May we, however, note that Ciacco and Farinata alike, and later on Ser Brunetto Latini (Canto XV), each address Dante first, leaving to him the burden of recognition; this common trait marks the choreography of the intermittent Florence cantos, which set up a sequence of their own within the overall narrative system,24 for they are special stations of the journey into personal and ancestral memory. Temps perdu has a way of ambushing a man.

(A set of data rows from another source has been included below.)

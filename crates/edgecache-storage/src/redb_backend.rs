//! Pure-Rust redb storage backend, the default for single-node deployments.
//!
//! Every operation runs inside a redb transaction on the Tokio blocking
//! pool. redb allows only one write transaction at a time, which is what
//! makes [`compare_and_swap`](StorageBackend::compare_and_swap) atomic here:
//! the read, the comparison and the write all happen inside a single write
//! transaction.

use std::path::{Path, PathBuf};
use std::sync::Arc;

use redb::{Database, ReadableTable, TableDefinition};

use crate::{StorageBackend, StorageError};

/// Single table for every record; key prefixes separate the record kinds.
const DATA_TABLE: TableDefinition<&str, &[u8]> = TableDefinition::new("data");

/// A storage backend backed by a redb database file.
///
/// # Examples
///
/// ```no_run
/// # use edgecache_storage::RedbBackend;
/// let backend = RedbBackend::open("storage/license.redb").unwrap();
/// ```
#[derive(Clone)]
pub struct RedbBackend {
    db: Arc<Database>,
    path: PathBuf,
}

impl std::fmt::Debug for RedbBackend {
    fn fmt(&self, f: &mut std::fmt::Formatter<'_>) -> std::fmt::Result {
        f.debug_struct("RedbBackend")
            .field("path", &self.path)
            .finish_non_exhaustive()
    }
}

fn txn_err(e: impl std::fmt::Display) -> StorageError {
    StorageError::Transaction {
        reason: e.to_string(),
    }
}

fn table_err(e: impl std::fmt::Display) -> StorageError {
    StorageError::MissingTable {
        name: format!("data: {e}"),
    }
}

fn join_err(e: &tokio::task::JoinError) -> StorageError {
    StorageError::Transaction {
        reason: format!("blocking task panicked: {e}"),
    }
}

impl RedbBackend {
    /// Open or create a redb database at the given path.
    ///
    /// The parent directory must already exist.
    ///
    /// # Errors
    ///
    /// Returns [`StorageError::Open`] if redb fails to open or create the
    /// database file, or [`StorageError::MissingTable`] if the data table
    /// cannot be created.
    pub fn open(path: impl AsRef<Path>) -> Result<Self, StorageError> {
        let path = path.as_ref();
        let db = Database::create(path).map_err(|e| StorageError::Open {
            path: path.display().to_string(),
            reason: e.to_string(),
        })?;

        // Opening the table in a write transaction creates it if missing.
        let txn = db.begin_write().map_err(txn_err)?;
        {
            let _table = txn.open_table(DATA_TABLE).map_err(table_err)?;
        }
        txn.commit().map_err(txn_err)?;

        Ok(Self {
            db: Arc::new(db),
            path: path.to_path_buf(),
        })
    }

    /// Return the filesystem path of this database.
    #[must_use]
    pub fn path(&self) -> &Path {
        &self.path
    }
}

#[async_trait::async_trait]
impl StorageBackend for RedbBackend {
    async fn get(&self, key: &str) -> Result<Option<Vec<u8>>, StorageError> {
        let db = Arc::clone(&self.db);
        let key = key.to_owned();
        tokio::task::spawn_blocking(move || {
            let txn = db.begin_read().map_err(txn_err)?;
            let table = txn.open_table(DATA_TABLE).map_err(table_err)?;
            let value = table
                .get(key.as_str())
                .map_err(|e| StorageError::Read {
                    key: key.clone(),
                    reason: e.to_string(),
                })?
                .map(|v| v.value().to_vec());
            Ok(value)
        })
        .await
        .map_err(|e| join_err(&e))?
    }

    async fn put(&self, key: &str, value: &[u8]) -> Result<(), StorageError> {
        let db = Arc::clone(&self.db);
        let key = key.to_owned();
        let value = value.to_vec();
        tokio::task::spawn_blocking(move || {
            let txn = db.begin_write().map_err(txn_err)?;
            {
                let mut table = txn.open_table(DATA_TABLE).map_err(table_err)?;
                table
                    .insert(key.as_str(), value.as_slice())
                    .map_err(|e| StorageError::Write {
                        key: key.clone(),
                        reason: e.to_string(),
                    })?;
            }
            txn.commit().map_err(txn_err)
        })
        .await
        .map_err(|e| join_err(&e))?
    }

    async fn list(&self, prefix: &str) -> Result<Vec<String>, StorageError> {
        let db = Arc::clone(&self.db);
        let prefix = prefix.to_owned();
        tokio::task::spawn_blocking(move || {
            let list_err = |e: &dyn std::fmt::Display| StorageError::List {
                prefix: prefix.clone(),
                reason: e.to_string(),
            };
            let txn = db.begin_read().map_err(txn_err)?;
            let table = txn.open_table(DATA_TABLE).map_err(table_err)?;

            let mut keys = Vec::new();
            for item in table.range(prefix.as_str()..).map_err(|e| list_err(&e))? {
                let (k, _) = item.map_err(|e| list_err(&e))?;
                let key = k.value();
                if !key.starts_with(prefix.as_str()) {
                    break;
                }
                keys.push(key.to_owned());
            }
            Ok(keys)
        })
        .await
        .map_err(|e| join_err(&e))?
    }

    async fn compare_and_swap(
        &self,
        key: &str,
        expected: Option<&[u8]>,
        new: &[u8],
    ) -> Result<bool, StorageError> {
        let db = Arc::clone(&self.db);
        let key = key.to_owned();
        let expected = expected.map(<[u8]>::to_vec);
        let new = new.to_vec();
        tokio::task::spawn_blocking(move || {
            let txn = db.begin_write().map_err(txn_err)?;
            {
                let mut table = txn.open_table(DATA_TABLE).map_err(table_err)?;
                let current = table
                    .get(key.as_str())
                    .map_err(|e| StorageError::Read {
                        key: key.clone(),
                        reason: e.to_string(),
                    })?
                    .map(|v| v.value().to_vec());
                if current != expected {
                    return Ok(false);
                }
                table
                    .insert(key.as_str(), new.as_slice())
                    .map_err(|e| StorageError::Write {
                        key: key.clone(),
                        reason: e.to_string(),
                    })?;
            }
            txn.commit().map_err(txn_err)?;
            Ok(true)
        })
        .await
        .map_err(|e| join_err(&e))?
    }
}

#[cfg(test)]
#[allow(clippy::unwrap_used)]
mod tests {
    use super::*;

    fn open_temp() -> (tempfile::TempDir, RedbBackend) {
        let dir = tempfile::tempdir().unwrap();
        let backend = RedbBackend::open(dir.path().join("license.redb")).unwrap();
        (dir, backend)
    }

    #[tokio::test]
    async fn put_get_and_list() {
        let (_dir, backend) = open_temp();
        backend.put("licenses/a", b"1").await.unwrap();
        backend.put("licenses/b", b"2").await.unwrap();
        backend.put("rate_limits/a", b"3").await.unwrap();

        assert_eq!(backend.get("licenses/a").await.unwrap(), Some(b"1".to_vec()));
        assert_eq!(
            backend.list("licenses/").await.unwrap(),
            vec!["licenses/a", "licenses/b"]
        );
    }

    #[tokio::test]
    async fn cas_semantics() {
        let (_dir, backend) = open_temp();
        assert!(backend.compare_and_swap("k", None, b"1").await.unwrap());
        assert!(!backend.compare_and_swap("k", None, b"x").await.unwrap());
        assert!(!backend.compare_and_swap("k", Some(b"0"), b"x").await.unwrap());
        assert!(backend.compare_and_swap("k", Some(b"1"), b"2").await.unwrap());
        assert_eq!(backend.get("k").await.unwrap(), Some(b"2".to_vec()));
    }

    #[tokio::test]
    async fn data_survives_reopen() {
        let dir = tempfile::tempdir().unwrap();
        let path = dir.path().join("license.redb");
        {
            let backend = RedbBackend::open(&path).unwrap();
            backend.put("licenses/a", b"1").await.unwrap();
        }
        let backend = RedbBackend::open(&path).unwrap();
        assert_eq!(backend.get("licenses/a").await.unwrap(), Some(b"1".to_vec()));
    }
}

      Farinata is heard before he is seen, and his speech creates him for us before we have a chance, with Dante the pilgrim, to know who he is. As with so many Shakespearean characters, speech is portrayal and self-portrayal, speech is indeed dramatic action, a prime function of language in an eerie context of closure and estrangement where the doomed heretical sinner comes to life in his recognition of the Tuscan language as the common bond between himself and the unknown fellow-citizen with whom he will now have the unhoped-for chance to evoke their lost city right here, in the anti-city, the «city of fire» («la città del foco»). The estranging displacement of the familiar sharpens it and at the same time makes it strange in turn; an effect Dante managed at least as well as the best writers of science fiction. You wouldn't expect to hear a voice from your own hometown if you were temporarily or permanently confined to an infernal dungeon or to another planet.

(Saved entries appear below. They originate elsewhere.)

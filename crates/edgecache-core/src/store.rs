//! License and activation record stores.
//!
//! Records are JSON documents in the storage backend:
//!
//! | Record | Key |
//! |---|---|
//! | [`License`] | `licenses/<key_hash>` |
//! | [`Activation`] | `activations/<key_hash>/<hex(site_url)>` |
//! | license id index | `licenses_by_id/<id:020>` → key hash |
//! | license id sequence | `meta/license_seq` |
//!
//! Every mutation is a compare-and-swap loop: read the current bytes,
//! compute the replacement, and commit it only if nobody wrote in between.
//! Concurrent upserts of the same identity therefore resolve as
//! last-writer-wins without lost updates.

use std::sync::Arc;

use chrono::Utc;
use edgecache_storage::StorageBackend;
use serde::Serialize;
use serde::de::DeserializeOwned;
use tracing::debug;

use crate::error::StoreError;
use crate::hasher::hash_prefix;
use crate::model::{Activation, ActivationStatus, License, LicenseDraft, LicenseSummary};

const LICENSE_PREFIX: &str = "licenses/";
const LICENSE_ID_PREFIX: &str = "licenses_by_id/";
const ACTIVATION_PREFIX: &str = "activations/";
const LICENSE_SEQ_KEY: &str = "meta/license_seq";

/// Upper bound on lost compare-and-swap races before giving up.
pub(crate) const MAX_CAS_ATTEMPTS: u32 = 32;

pub(crate) fn decode<T: DeserializeOwned>(key: &str, bytes: &[u8]) -> Result<T, StoreError> {
    serde_json::from_slice(bytes).map_err(|e| StoreError::Serialization {
        key: key.to_owned(),
        reason: e.to_string(),
    })
}

pub(crate) fn encode<T: Serialize>(key: &str, value: &T) -> Result<Vec<u8>, StoreError> {
    serde_json::to_vec(value).map_err(|e| StoreError::Serialization {
        key: key.to_owned(),
        reason: e.to_string(),
    })
}

/// Atomically read-modify-write the JSON record at `key`.
///
/// `apply` sees the current record (if any) and returns the replacement, or
/// `None` to leave storage untouched. It may run several times when other
/// writers race us, so it must be free of side effects. Returns the record
/// that was committed, or `None` if `apply` declined to write.
pub(crate) async fn update_record<T, F>(
    storage: &dyn StorageBackend,
    key: &str,
    mut apply: F,
) -> Result<Option<T>, StoreError>
where
    T: Serialize + DeserializeOwned,
    F: FnMut(Option<&T>) -> Option<T>,
{
    for _ in 0..MAX_CAS_ATTEMPTS {
        let current_bytes = storage.get(key).await?;
        let current: Option<T> = current_bytes
            .as_deref()
            .map(|bytes| decode(key, bytes))
            .transpose()?;

        let Some(next) = apply(current.as_ref()) else {
            return Ok(None);
        };

        let next_bytes = encode(key, &next)?;
        if storage
            .compare_and_swap(key, current_bytes.as_deref(), &next_bytes)
            .await?
        {
            return Ok(Some(next));
        }
        debug!(key, "compare-and-swap lost a race, retrying");
    }

    Err(StoreError::Contention {
        key: key.to_owned(),
        attempts: MAX_CAS_ATTEMPTS,
    })
}

fn license_key(key_hash: &str) -> String {
    format!("{LICENSE_PREFIX}{key_hash}")
}

fn license_id_key(id: u64) -> String {
    format!("{LICENSE_ID_PREFIX}{id:020}")
}

pub(crate) fn activation_key(key_hash: &str, site_url: &str) -> String {
    format!(
        "{ACTIVATION_PREFIX}{key_hash}/{}",
        hex::encode(site_url.as_bytes())
    )
}

/// Persisted licenses, keyed by key hash.
pub struct LicenseStore {
    storage: Arc<dyn StorageBackend>,
}

impl LicenseStore {
    #[must_use]
    pub fn new(storage: Arc<dyn StorageBackend>) -> Self {
        Self { storage }
    }

    /// Look up a license by key hash.
    ///
    /// # Errors
    ///
    /// Returns [`StoreError`] if storage fails or the record is corrupt.
    pub async fn find(&self, key_hash: &str) -> Result<Option<License>, StoreError> {
        let key = license_key(key_hash);
        self.storage
            .get(&key)
            .await?
            .map(|bytes| decode(&key, &bytes))
            .transpose()
    }

    /// Insert a license or fully replace the mutable fields of an existing
    /// one. `id` and `created_at` survive replacement; `updated_at` is
    /// refreshed.
    ///
    /// # Errors
    ///
    /// Returns [`StoreError`] if storage fails or the update keeps losing
    /// races.
    pub async fn upsert(&self, key_hash: &str, draft: &LicenseDraft) -> Result<License, StoreError> {
        let key = license_key(key_hash);

        for _ in 0..MAX_CAS_ATTEMPTS {
            let current_bytes = self.storage.get(&key).await?;
            let now = Utc::now().timestamp();

            let record = match current_bytes.as_deref() {
                Some(bytes) => {
                    let existing: License = decode(&key, bytes)?;
                    License {
                        plan: draft.plan,
                        status: draft.status,
                        features: draft.features.clone(),
                        expires_at: draft.expires_at,
                        updated_at: now,
                        ..existing
                    }
                }
                None => License {
                    id: self.next_id().await?,
                    key_hash: key_hash.to_owned(),
                    plan: draft.plan,
                    status: draft.status,
                    features: draft.features.clone(),
                    expires_at: draft.expires_at,
                    created_at: now,
                    updated_at: now,
                },
            };

            let record_bytes = encode(&key, &record)?;
            if self
                .storage
                .compare_and_swap(&key, current_bytes.as_deref(), &record_bytes)
                .await?
            {
                // Rewritten on every upsert so a lost index write heals on
                // the next issue of the same key.
                self.storage
                    .put(&license_id_key(record.id), key_hash.as_bytes())
                    .await?;
                return Ok(record);
            }
            debug!(
                key_hash = hash_prefix(key_hash),
                "license upsert raced another writer, retrying"
            );
        }

        Err(StoreError::Contention {
            key,
            attempts: MAX_CAS_ATTEMPTS,
        })
    }

    /// The `limit` most recently created licenses, newest first.
    ///
    /// Walks the id index from the top, so only `limit` records are read.
    ///
    /// # Errors
    ///
    /// Returns [`StoreError`] if storage fails or a record is corrupt.
    pub async fn list_recent(&self, limit: usize) -> Result<Vec<LicenseSummary>, StoreError> {
        let mut index_keys = self.storage.list(LICENSE_ID_PREFIX).await?;
        // Zero-padded ids sort numerically as strings.
        index_keys.sort_unstable_by(|a, b| b.cmp(a));

        let mut summaries = Vec::with_capacity(limit.min(index_keys.len()));
        for index_key in index_keys.iter().take(limit) {
            let Some(hash_bytes) = self.storage.get(index_key).await? else {
                continue;
            };
            let key_hash = String::from_utf8(hash_bytes).map_err(|e| StoreError::Serialization {
                key: index_key.clone(),
                reason: e.to_string(),
            })?;
            if let Some(license) = self.find(&key_hash).await? {
                summaries.push(license.summary());
            }
        }
        Ok(summaries)
    }

    /// Allocate the next license id from the shared sequence.
    async fn next_id(&self) -> Result<u64, StoreError> {
        let next = update_record::<u64, _>(self.storage.as_ref(), LICENSE_SEQ_KEY, |current| {
            Some(current.copied().unwrap_or(0).saturating_add(1))
        })
        .await?;
        // `apply` always writes, so a committed value is always returned.
        Ok(next.unwrap_or_default())
    }
}

impl std::fmt::Debug for LicenseStore {
    fn fmt(&self, f: &mut std::fmt::Formatter<'_>) -> std::fmt::Result {
        f.debug_struct("LicenseStore").finish_non_exhaustive()
    }
}

/// Persisted activations, keyed by (key hash, site).
pub struct ActivationStore {
    storage: Arc<dyn StorageBackend>,
}

impl ActivationStore {
    #[must_use]
    pub fn new(storage: Arc<dyn StorageBackend>) -> Self {
        Self { storage }
    }

    /// Look up the activation binding a license to a site.
    ///
    /// # Errors
    ///
    /// Returns [`StoreError`] if storage fails or the record is corrupt.
    pub async fn find(
        &self,
        key_hash: &str,
        site_url: &str,
    ) -> Result<Option<Activation>, StoreError> {
        let key = activation_key(key_hash, site_url);
        self.storage
            .get(&key)
            .await?
            .map(|bytes| decode(&key, &bytes))
            .transpose()
    }

    /// Create the binding, or set its status and refresh
    /// `last_verified_at` if it already exists.
    ///
    /// # Errors
    ///
    /// Returns [`StoreError`] if storage fails or the update keeps losing
    /// races.
    pub async fn upsert(
        &self,
        key_hash: &str,
        site_url: &str,
        status: ActivationStatus,
    ) -> Result<Activation, StoreError> {
        let key = activation_key(key_hash, site_url);
        let now = Utc::now().timestamp();

        let written = update_record::<Activation, _>(self.storage.as_ref(), &key, |current| {
            Some(match current {
                Some(existing) => Activation {
                    status,
                    last_verified_at: now,
                    updated_at: now,
                    ..existing.clone()
                },
                None => Activation {
                    key_hash: key_hash.to_owned(),
                    site_url: site_url.to_owned(),
                    status,
                    last_verified_at: now,
                    created_at: now,
                    updated_at: now,
                },
            })
        })
        .await?;

        // `apply` always returns a record, so `None` is never produced here.
        written.ok_or(StoreError::Contention {
            key,
            attempts: MAX_CAS_ATTEMPTS,
        })
    }

    /// Mark an existing binding inactive.
    ///
    /// Returns `false` when no binding exists for the pair. An already
    /// inactive binding still counts as found.
    ///
    /// # Errors
    ///
    /// Returns [`StoreError`] if storage fails or the update keeps losing
    /// races.
    pub async fn deactivate(&self, key_hash: &str, site_url: &str) -> Result<bool, StoreError> {
        let key = activation_key(key_hash, site_url);
        let now = Utc::now().timestamp();

        let written = update_record::<Activation, _>(self.storage.as_ref(), &key, |current| {
            current.map(|existing| Activation {
                status: ActivationStatus::Inactive,
                updated_at: now,
                ..existing.clone()
            })
        })
        .await?;

        Ok(written.is_some())
    }
}

impl std::fmt::Debug for ActivationStore {
    fn fmt(&self, f: &mut std::fmt::Formatter<'_>) -> std::fmt::Result {
        f.debug_struct("ActivationStore").finish_non_exhaustive()
    }
}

      The effect, however, is no mere stage device in Dante's case but an intimate component of the poetry, of the transfiguring process that recovers time past and place lost by the double agency of distancing and reimmersion. That in the alienating distance of hell the image of Florence, the city both partners in the dialogue lost, should take shape aurally, as language, rather than visually, is imaginatively and logically congruous. It is also consistent with Dante's lifelong concern with language, a concern that runs through so much of his prose and poetry, from Vita Nuova to Convivio, from De Vulgari Eloquentia to Divine Comedy. As I have said elsewhere, one distinctive trait of the Divine Comedy within the epic tradition of the West is its focal emphasis on the function and phenomena of language. In this crowning poem, a poem whose several characters act chiefly by speaking, for the purpose of dramatic presentation Aristotle's man the political or social animal becomes man the speaking animal. Accordingly, action often occurs as speech act and speech transaction, with the remarkable power of overcoming (for the duration of each meeting with the damned souls) the isolation in which the sinners are locked. If not communion (a privilege reserved for the souls in Purgatory and Paradise) communication is temporarily restored.

      It is no wonder that, in deference to such powers of the word, lines 25-26 of Farinata's address to Dante should clearly echo a Gospel passage (from Matthew XXVI, 73), as Sapegno notes in his commentary: «loquela tua manifestum te facit». Farinata's homage is of course to his, and the unexpected visitor's, native city. Heretic he may be, and a damned soul, but his nobility, and the patriotic affection which enabled him to rise above fanatical factionalism in the Empoli showdown, are still with him, as can already be inferred from the muffled apology he proffers at the end of his first utterance (line 27). Dante is not interested in one-dimensional characters, but in the tragic plight of those whose earthbound magnanimity was not enough to avert mortal sin and consequent damnation.

      The sequel to Farinata's eloquent interruption of Virgil's and Dante's conversation is marked by a rise in dramatic pitch and an acceleration of rhythm into alternating units of vivid reportorial depiction and gusts of feverish staccato utterance. Rhythmic mimesis animates the tercet that follows the Ghibelline leader's peremptory if courteously worded self-introduction:

      Subitamente questo suono uscìo
d'una de l'arche; pero m'accostai,
temendo, un poco più al duca mio.

One of the vaults resounded suddenly with these clear words, and I, intimidated, drew up a little closer to my guide (vv. 28-30).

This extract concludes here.